Lawn Aeration in progress - a close-up of a Lawn Aerator at work

Lawn Aeration in progress – a close-up of a Lawn Aerator at work, hollow coring in this instance.

One of the most common questions I get asked in my landscaping business is when and how to aerate your turf. People want to know the exact optimal times to carry out aeration.

Some people think June is too late, while others think March is too early. Many think Autumn is better than spring.

I say, after forty plus years in turf maintenance, that there are very few times throughout the year that are bad times to aerate.

There are some conditions that are certainly best avoided. These would include waterlogged ground, frosted ground, and also the other extreme, drought. In most areas that turf is grown, it is suitable for carrying out aeration over a large part of the year.

What to Use to Aerate Your Lawn?

There are many types and makes of aeration tools and machines available. Hand tools would include the common garden fork, and a three to five pronged paul fork. Find examples here. There are even spiked shoes which can be very useful. Find here. Also pushed roller spikers. Find here.

Powered aeration is certainly the best option for anything other than a small domestic lawn. All forms of aeration are good, but to me the main benefits come from spiking with knife tines, and scarifying. Depending on the budget there is a big range available, and remember you can hire as well. See aeration machines here. For professional use here.

How Often to Aerate Your Lawn?

When aerating lawns for other people I often hear the question, “how often do I need to aerate my lawn.” Knowing when to carry out your aeration is very important as doing it too soon after a previous time can damage the lawn.

I think it depends a lot on the lawn. Newly established lawns should be aerated twice a year. Hard or clay-like soils should be aerated as often as once per month every year to prevent/relieve soil compaction. Another reason to aerate more often is if you have not aerated in a while.

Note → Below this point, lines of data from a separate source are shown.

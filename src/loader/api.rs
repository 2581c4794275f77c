//! HTTP JSON loader: fetch a URL and normalize the body into a table.

use crate::error::LoadError;
use crate::source::{endpoint, Endpoint};
use crate::table::Table;
use polars::prelude::*;
use serde_json::{Map, Value};
use std::time::Duration;
use tracing::debug;

/// Column that receives array elements which are not objects.
pub const SCALAR_COLUMN: &str = "value";

/// Blocking GET returning the response body. Status >= 400 is an error.
pub trait HttpTransport {
    fn get(&self, url: &str, timeout: Duration) -> Result<String, LoadError>;
}

/// Top-level shape of a response body.
#[derive(Debug, Clone, PartialEq)]
pub enum JsonBody {
    Array(Vec<Value>),
    Object(Map<String, Value>),
}

impl JsonBody {
    pub fn parse(body: &str) -> Result<Self, LoadError> {
        let value: Value =
            serde_json::from_str(body).map_err(|e| LoadError::Decode(e.to_string()))?;
        match value {
            Value::Array(items) => Ok(Self::Array(items)),
            Value::Object(map) => Ok(Self::Object(map)),
            other => Err(LoadError::Decode(format!(
                "expected a JSON array or object, got {}",
                json_kind(&other)
            ))),
        }
    }
}

/// Turn a parsed body into rows.
///
/// Arrays are row lists. Objects are searched for the first of `data_keys`;
/// its value is the row list (or a single row when it is an object). An
/// object with none of the keys is itself a single row. An empty object, or a
/// key holding `null`, is an empty table.
pub fn normalize_json(body: JsonBody, data_keys: &[String]) -> Result<Table, LoadError> {
    match body {
        JsonBody::Array(items) => rows_to_table(&items),
        JsonBody::Object(map) => {
            let preferred = data_keys
                .iter()
                .find_map(|key| map.get(key).map(|v| (key, v)));
            match preferred {
                Some((_, Value::Array(items))) => rows_to_table(items),
                Some((_, Value::Object(row))) => object_to_table(row),
                Some((_, Value::Null)) => Ok(Table::empty()),
                Some((key, other)) => Err(LoadError::Decode(format!(
                    "'{}' holds {}, expected a list of records",
                    key,
                    json_kind(other)
                ))),
                None => object_to_table(&map),
            }
        }
    }
}

/// Parse and normalize in one step.
pub fn parse_table(body: &str, data_keys: &[String]) -> Result<Table, LoadError> {
    normalize_json(JsonBody::parse(body)?, data_keys)
}

/// GET `url` through `transport` and normalize the response.
pub fn fetch_table(
    transport: &dyn HttpTransport,
    url: &str,
    timeout: Duration,
    data_keys: &[String],
) -> Result<Table, LoadError> {
    let url = match endpoint(url) {
        Endpoint::Http(url) => url,
        Endpoint::Unsupported(url) => {
            return Err(LoadError::Transport(format!(
                "unsupported URL '{}': only http:// and https:// endpoints can be fetched",
                url
            )))
        }
    };
    debug!(url = %url, timeout_secs = timeout.as_secs(), "fetching api endpoint");
    let body = transport.get(&url, timeout)?;
    parse_table(&body, data_keys)
}

fn object_to_table(row: &Map<String, Value>) -> Result<Table, LoadError> {
    if row.is_empty() {
        return Ok(Table::empty());
    }
    rows_to_table(std::slice::from_ref(&Value::Object(row.clone())))
}

fn rows_to_table(items: &[Value]) -> Result<Table, LoadError> {
    if items.is_empty() {
        return Ok(Table::empty());
    }

    // Column names in first-appearance order.
    let mut names: Vec<String> = Vec::new();
    for item in items {
        match item {
            Value::Object(map) => {
                for key in map.keys() {
                    if !names.iter().any(|n| n == key) {
                        names.push(key.clone());
                    }
                }
            }
            _ => {
                if !names.iter().any(|n| n == SCALAR_COLUMN) {
                    names.push(SCALAR_COLUMN.to_string());
                }
            }
        }
    }

    let columns = names
        .iter()
        .map(|name| {
            let cells: Vec<&Value> = items.iter().map(|item| cell(item, name)).collect();
            build_column(name, &cells).into()
        })
        .collect::<Vec<Column>>();

    let df = DataFrame::new(columns).map_err(|e| LoadError::Decode(e.to_string()))?;
    Ok(Table::new(df))
}

fn cell<'a>(item: &'a Value, column: &str) -> &'a Value {
    match item {
        Value::Object(map) => map.get(column).unwrap_or(&Value::Null),
        scalar if column == SCALAR_COLUMN => scalar,
        _ => &Value::Null,
    }
}

fn build_column(name: &str, cells: &[&Value]) -> Series {
    let present: Vec<&Value> = cells.iter().copied().filter(|v| !v.is_null()).collect();
    let name: PlSmallStr = name.into();

    if !present.is_empty() && present.iter().all(|v| v.is_boolean()) {
        let values: Vec<Option<bool>> = cells.iter().map(|v| v.as_bool()).collect();
        return Series::new(name, values);
    }
    if !present.is_empty() && present.iter().all(|v| v.is_i64()) {
        let values: Vec<Option<i64>> = cells.iter().map(|v| v.as_i64()).collect();
        return Series::new(name, values);
    }
    if !present.is_empty() && present.iter().all(|v| v.is_number()) {
        let values: Vec<Option<f64>> = cells.iter().map(|v| v.as_f64()).collect();
        return Series::new(name, values);
    }

    // Strings, mixed kinds and nested values all become text.
    let values: Vec<Option<String>> = cells
        .iter()
        .map(|v| match v {
            Value::Null => None,
            Value::String(s) => Some(s.clone()),
            other => Some(other.to_string()),
        })
        .collect();
    Series::new(name, values)
}

fn json_kind(value: &Value) -> &'static str {
    match value {
        Value::Null => "null",
        Value::Bool(_) => "a boolean",
        Value::Number(_) => "a number",
        Value::String(_) => "a string",
        Value::Array(_) => "an array",
        Value::Object(_) => "an object",
    }
}

/// Blocking transport backed by a shared ureq agent.
#[cfg(feature = "http")]
pub struct UreqTransport {
    agent: ureq::Agent,
}

#[cfg(feature = "http")]
impl UreqTransport {
    pub fn new() -> Self {
        Self {
            agent: ureq::AgentBuilder::new().build(),
        }
    }
}

#[cfg(feature = "http")]
impl Default for UreqTransport {
    fn default() -> Self {
        Self::new()
    }
}

#[cfg(feature = "http")]
impl HttpTransport for UreqTransport {
    fn get(&self, url: &str, timeout: Duration) -> Result<String, LoadError> {
        use std::io::Read;

        let secs = timeout.as_secs();
        let response = self
            .agent
            .get(url)
            .timeout(timeout)
            .set("Accept", "application/json")
            .call()
            .map_err(|e| match e {
                ureq::Error::Status(status, response) => LoadError::Http {
                    status,
                    reason: response.status_text().to_string(),
                },
                ureq::Error::Transport(t) if is_timeout(&t) => LoadError::Timeout { secs },
                ureq::Error::Transport(t) => LoadError::Transport(t.to_string()),
            })?;

        let mut body = String::new();
        response
            .into_reader()
            .read_to_string(&mut body)
            .map_err(|e| match e.kind() {
                std::io::ErrorKind::TimedOut | std::io::ErrorKind::WouldBlock => {
                    LoadError::Timeout { secs }
                }
                std::io::ErrorKind::InvalidData => LoadError::Decode(e.to_string()),
                _ => LoadError::Transport(e.to_string()),
            })?;
        Ok(body)
    }
}

#[cfg(feature = "http")]
fn is_timeout(transport: &ureq::Transport) -> bool {
    use std::error::Error;

    let mut source = transport.source();
    while let Some(err) = source {
        if let Some(io) = err.downcast_ref::<std::io::Error>() {
            if matches!(
                io.kind(),
                std::io::ErrorKind::TimedOut | std::io::ErrorKind::WouldBlock
            ) {
                return true;
            }
        }
        source = err.source();
    }
    transport.to_string().contains("timed out")
}

/// Stand-in used when the crate is built without the `http` feature.
#[cfg(not(feature = "http"))]
pub struct UnavailableTransport;

#[cfg(not(feature = "http"))]
impl HttpTransport for UnavailableTransport {
    fn get(&self, _url: &str, _timeout: Duration) -> Result<String, LoadError> {
        Err(LoadError::Transport(
            "HTTP support is not enabled in this build".to_string(),
        ))
    }
}

/// Transport used by the dashboard when none is supplied.
pub fn default_transport() -> Box<dyn HttpTransport> {
    #[cfg(feature = "http")]
    {
        Box::new(UreqTransport::new())
    }
    #[cfg(not(feature = "http"))]
    {
        Box::new(UnavailableTransport)
    }
}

A few evenly spaced aerations can help strengthen the root system. A stronger root system leads to thicker and healthier turf. This type of turf attracts more organic material, along with all the beneficial bacteria and fungi that are essential to a healthy turf.

A healthy root zone also makes your lawn more resistant to high temperatures, so you can save on water bills by not having to water it as often. A healthy lawn also requires less fertiliser, again saving substantially on the budget.

There are many articles elsewhere on this site that will help you to produce a lawn that will be suitable for your requirements.